§ **WHAT IS EXPECTED**:
Extract each line from the entries below that has the string "config" in it.

§ **MATERIAL PROVIDED**:
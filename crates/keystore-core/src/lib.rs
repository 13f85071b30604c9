//! # keystore-core
//!
//! Encrypted API key storage for paper2llm:
//! - PBKDF2-HMAC-SHA256 key derivation and AES-256-GCM envelopes
//! - One record per credential provider, each with its own key format
//! - Durable and session storage scopes with expiry classes
//! - Read-only support and lazy upgrade for the legacy XOR format
//! - Migration from the single-provider key layout

pub mod clock;
pub mod config;
pub mod credential;
pub mod crypto;
pub mod envelope;
pub mod error;
pub mod expiration;
pub mod migration;
pub mod provider;
pub mod session;
pub mod storage;

pub use clock::{Clock, ManualClock, SystemClock};
pub use config::{KeyStoreConfig, PasswordPolicy};
pub use credential::{CredentialStore, DecryptedCredential, StorageRecord, StoreOptions};
pub use envelope::{Envelope, FormatVersion};
pub use error::{KeyStoreError, Result};
pub use expiration::{ExpirationClass, ExpirationPolicy};
pub use migration::{LegacyMigrator, MigrationReport};
pub use provider::{BuiltinProvider, PatternProvider, Provider, ProviderId, ProviderRegistry};
pub use storage::{
    FileStorage, KeychainStorage, MemoryStorage, Scope, StorageArea, StorageBackend,
};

§ **PROBLEM SOLUTION**:
pub mod config;
pub use config::{KeyStoreConfig, PasswordPolicy};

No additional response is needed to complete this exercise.